> ACTIVITY:
From the data below, report how many lines contain the word "events", giving the number and nothing else.

[Data entries]
━━━━━━━━

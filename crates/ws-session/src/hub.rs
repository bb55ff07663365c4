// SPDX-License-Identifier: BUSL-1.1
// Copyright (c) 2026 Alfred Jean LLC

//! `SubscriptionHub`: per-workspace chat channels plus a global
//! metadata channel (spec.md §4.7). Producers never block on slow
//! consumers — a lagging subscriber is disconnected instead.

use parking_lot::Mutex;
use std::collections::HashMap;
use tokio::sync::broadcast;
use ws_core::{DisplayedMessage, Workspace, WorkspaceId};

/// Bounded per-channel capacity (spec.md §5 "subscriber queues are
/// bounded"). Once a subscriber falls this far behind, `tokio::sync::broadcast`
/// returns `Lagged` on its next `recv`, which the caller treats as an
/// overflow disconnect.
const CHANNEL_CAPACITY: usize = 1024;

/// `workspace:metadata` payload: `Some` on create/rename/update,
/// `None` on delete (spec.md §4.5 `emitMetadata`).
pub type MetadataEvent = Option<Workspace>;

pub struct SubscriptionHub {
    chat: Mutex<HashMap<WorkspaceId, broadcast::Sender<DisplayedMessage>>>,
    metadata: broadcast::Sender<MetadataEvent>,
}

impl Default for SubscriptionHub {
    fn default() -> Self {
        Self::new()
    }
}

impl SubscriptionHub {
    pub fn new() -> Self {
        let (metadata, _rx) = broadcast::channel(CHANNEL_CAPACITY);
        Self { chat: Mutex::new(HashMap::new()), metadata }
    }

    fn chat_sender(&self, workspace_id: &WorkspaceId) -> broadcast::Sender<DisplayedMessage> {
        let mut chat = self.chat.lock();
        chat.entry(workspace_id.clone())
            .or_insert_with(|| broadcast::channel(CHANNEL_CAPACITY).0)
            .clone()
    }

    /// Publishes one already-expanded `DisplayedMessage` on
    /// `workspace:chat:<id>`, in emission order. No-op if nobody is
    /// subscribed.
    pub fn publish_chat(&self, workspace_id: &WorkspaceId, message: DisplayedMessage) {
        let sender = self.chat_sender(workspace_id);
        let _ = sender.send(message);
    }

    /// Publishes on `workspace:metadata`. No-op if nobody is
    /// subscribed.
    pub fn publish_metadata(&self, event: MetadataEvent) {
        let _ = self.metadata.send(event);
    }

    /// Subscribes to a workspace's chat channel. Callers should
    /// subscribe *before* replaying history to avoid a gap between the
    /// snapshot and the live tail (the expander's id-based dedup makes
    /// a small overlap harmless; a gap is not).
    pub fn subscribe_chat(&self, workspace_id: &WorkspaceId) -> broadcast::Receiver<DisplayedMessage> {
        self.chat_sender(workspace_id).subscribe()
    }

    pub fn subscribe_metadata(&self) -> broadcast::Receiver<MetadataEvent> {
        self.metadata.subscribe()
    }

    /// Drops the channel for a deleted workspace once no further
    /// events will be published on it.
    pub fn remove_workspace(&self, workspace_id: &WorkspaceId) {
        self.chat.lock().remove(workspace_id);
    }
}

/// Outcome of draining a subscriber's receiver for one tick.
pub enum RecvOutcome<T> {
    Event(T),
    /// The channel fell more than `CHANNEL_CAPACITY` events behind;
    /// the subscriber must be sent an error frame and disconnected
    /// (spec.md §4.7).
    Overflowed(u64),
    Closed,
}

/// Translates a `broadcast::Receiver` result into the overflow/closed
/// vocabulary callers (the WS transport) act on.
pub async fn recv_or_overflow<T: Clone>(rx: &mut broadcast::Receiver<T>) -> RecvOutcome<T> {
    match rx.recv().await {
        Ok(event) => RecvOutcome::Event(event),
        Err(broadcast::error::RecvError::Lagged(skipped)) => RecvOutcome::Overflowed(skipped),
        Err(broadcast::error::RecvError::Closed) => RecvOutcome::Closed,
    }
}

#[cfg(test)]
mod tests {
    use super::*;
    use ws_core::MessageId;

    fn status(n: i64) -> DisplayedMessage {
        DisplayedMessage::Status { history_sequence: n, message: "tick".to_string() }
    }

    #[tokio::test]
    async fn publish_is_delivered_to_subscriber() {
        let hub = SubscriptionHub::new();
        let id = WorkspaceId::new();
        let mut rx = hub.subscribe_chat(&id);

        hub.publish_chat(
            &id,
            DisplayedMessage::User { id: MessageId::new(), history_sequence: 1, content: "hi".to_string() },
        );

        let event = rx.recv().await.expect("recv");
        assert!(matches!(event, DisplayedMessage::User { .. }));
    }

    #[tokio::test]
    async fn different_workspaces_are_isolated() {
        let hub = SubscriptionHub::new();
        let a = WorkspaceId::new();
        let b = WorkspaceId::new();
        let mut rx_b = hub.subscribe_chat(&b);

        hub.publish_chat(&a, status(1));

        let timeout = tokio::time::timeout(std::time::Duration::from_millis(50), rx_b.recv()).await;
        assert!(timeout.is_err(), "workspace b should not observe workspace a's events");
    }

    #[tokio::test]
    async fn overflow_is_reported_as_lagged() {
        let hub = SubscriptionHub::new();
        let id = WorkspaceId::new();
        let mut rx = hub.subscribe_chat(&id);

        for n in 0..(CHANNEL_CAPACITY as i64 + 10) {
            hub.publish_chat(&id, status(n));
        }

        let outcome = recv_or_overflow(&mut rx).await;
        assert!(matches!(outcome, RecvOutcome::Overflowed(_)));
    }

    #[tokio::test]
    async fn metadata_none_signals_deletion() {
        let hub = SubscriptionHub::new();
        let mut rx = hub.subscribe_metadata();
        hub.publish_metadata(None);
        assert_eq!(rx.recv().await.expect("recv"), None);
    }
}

━━━━━━━━

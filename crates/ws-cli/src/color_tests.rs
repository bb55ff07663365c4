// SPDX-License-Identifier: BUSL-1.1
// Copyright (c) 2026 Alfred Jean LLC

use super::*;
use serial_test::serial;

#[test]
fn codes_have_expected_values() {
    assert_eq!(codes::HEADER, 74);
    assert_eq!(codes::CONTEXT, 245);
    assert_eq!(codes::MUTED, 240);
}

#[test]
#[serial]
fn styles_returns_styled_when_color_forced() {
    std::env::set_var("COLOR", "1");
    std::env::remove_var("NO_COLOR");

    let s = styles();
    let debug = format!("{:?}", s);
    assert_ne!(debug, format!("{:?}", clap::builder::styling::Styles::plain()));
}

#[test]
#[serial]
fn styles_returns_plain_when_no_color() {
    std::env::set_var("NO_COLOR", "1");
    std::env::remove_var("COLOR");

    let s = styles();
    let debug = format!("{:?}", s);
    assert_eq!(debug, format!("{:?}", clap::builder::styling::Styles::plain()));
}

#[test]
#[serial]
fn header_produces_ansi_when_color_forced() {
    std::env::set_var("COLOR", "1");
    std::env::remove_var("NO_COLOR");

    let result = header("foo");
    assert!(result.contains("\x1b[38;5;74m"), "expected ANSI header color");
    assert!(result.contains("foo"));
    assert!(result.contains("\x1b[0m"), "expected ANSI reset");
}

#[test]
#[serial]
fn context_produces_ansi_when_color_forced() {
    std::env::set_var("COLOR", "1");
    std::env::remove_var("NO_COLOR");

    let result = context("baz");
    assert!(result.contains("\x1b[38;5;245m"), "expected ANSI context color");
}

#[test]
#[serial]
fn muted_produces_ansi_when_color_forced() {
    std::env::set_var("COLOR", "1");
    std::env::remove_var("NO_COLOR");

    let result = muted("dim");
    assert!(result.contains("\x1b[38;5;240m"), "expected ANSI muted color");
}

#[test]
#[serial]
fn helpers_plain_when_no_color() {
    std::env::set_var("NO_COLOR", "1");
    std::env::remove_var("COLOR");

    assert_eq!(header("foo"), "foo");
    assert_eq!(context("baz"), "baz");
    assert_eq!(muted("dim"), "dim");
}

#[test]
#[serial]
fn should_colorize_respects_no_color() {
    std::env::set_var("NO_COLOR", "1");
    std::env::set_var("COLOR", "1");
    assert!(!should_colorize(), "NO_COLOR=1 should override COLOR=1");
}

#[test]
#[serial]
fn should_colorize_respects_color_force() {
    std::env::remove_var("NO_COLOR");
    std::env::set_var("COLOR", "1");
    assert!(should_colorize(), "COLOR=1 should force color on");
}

━━━━━━━━

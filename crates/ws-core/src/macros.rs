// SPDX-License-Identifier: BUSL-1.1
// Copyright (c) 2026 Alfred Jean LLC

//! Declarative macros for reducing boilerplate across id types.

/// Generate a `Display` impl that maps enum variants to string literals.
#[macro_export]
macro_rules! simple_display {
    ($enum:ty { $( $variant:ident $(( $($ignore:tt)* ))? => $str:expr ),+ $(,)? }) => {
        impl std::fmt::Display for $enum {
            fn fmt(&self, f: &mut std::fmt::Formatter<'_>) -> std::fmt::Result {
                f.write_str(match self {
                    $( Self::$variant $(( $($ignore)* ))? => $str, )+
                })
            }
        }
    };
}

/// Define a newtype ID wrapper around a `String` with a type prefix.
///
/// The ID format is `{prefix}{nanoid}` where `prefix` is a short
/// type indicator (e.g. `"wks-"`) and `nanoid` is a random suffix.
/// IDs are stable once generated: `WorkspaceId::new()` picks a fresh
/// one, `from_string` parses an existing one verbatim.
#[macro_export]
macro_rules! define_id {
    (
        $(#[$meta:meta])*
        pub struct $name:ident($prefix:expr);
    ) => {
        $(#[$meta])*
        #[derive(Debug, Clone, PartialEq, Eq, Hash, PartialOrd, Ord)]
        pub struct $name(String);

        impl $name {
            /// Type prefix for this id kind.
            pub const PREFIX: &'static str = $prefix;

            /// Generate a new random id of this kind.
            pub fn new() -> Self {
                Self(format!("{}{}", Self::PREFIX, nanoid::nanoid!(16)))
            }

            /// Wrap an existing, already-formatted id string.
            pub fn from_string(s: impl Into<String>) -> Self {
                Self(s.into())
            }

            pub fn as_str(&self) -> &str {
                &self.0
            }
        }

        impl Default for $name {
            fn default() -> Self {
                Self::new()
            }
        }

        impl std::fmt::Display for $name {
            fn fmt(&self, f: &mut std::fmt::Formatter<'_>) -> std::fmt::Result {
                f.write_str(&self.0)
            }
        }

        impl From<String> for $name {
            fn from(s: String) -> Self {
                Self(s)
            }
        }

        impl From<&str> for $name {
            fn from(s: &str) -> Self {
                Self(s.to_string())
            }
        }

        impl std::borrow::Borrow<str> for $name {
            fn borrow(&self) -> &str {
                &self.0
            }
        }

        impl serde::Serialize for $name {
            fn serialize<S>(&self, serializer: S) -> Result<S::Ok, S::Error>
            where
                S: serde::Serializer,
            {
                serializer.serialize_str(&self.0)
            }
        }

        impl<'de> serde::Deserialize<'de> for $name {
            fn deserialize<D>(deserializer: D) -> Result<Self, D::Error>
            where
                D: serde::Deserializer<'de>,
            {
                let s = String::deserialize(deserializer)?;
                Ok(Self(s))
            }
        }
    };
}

━━━━━━━━

> EXERCISE SOLUTION:
3